> [ACTIVITY]: Each line below that holds the word "record" counts once; state the total number of such lines and nothing else.

[[ ENTRIES SHOWN, beginning ]]

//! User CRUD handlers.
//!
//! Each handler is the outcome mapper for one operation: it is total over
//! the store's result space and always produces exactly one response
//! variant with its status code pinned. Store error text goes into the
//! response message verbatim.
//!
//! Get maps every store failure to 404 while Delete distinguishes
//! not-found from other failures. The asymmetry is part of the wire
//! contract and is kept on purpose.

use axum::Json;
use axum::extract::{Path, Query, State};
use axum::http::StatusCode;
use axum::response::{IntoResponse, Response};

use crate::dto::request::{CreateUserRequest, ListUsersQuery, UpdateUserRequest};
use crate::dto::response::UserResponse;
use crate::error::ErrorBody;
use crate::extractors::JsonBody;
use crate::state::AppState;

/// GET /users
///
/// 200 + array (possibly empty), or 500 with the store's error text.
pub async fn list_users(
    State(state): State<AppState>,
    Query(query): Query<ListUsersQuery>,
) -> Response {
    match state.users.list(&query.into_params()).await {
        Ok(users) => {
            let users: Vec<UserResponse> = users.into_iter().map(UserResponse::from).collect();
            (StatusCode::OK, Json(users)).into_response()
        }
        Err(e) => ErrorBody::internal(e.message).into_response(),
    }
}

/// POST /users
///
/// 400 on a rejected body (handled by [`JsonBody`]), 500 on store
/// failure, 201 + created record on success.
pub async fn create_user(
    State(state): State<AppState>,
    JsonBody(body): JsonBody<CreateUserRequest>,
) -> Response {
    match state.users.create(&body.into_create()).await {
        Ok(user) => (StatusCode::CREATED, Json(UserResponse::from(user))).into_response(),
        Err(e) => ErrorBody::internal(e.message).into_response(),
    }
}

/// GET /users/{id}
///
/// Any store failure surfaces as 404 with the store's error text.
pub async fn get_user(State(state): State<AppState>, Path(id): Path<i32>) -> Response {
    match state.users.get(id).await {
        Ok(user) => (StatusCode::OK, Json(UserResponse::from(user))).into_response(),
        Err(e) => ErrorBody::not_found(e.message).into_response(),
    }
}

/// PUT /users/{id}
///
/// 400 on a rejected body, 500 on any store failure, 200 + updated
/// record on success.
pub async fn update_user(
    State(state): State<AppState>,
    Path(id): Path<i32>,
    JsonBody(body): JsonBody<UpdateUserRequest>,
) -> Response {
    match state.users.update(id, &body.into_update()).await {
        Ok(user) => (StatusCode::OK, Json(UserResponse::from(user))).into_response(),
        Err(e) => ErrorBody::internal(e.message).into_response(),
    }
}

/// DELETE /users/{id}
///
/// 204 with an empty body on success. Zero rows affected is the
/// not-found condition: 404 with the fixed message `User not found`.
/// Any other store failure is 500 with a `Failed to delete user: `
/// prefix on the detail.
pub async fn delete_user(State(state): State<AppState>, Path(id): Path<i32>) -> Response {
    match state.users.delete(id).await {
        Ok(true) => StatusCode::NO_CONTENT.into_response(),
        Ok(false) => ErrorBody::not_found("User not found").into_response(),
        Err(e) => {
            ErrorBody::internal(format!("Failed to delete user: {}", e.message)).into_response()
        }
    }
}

[[ ENTRIES SHOWN, end ]]

> [RESULT OF THE TASK]: 2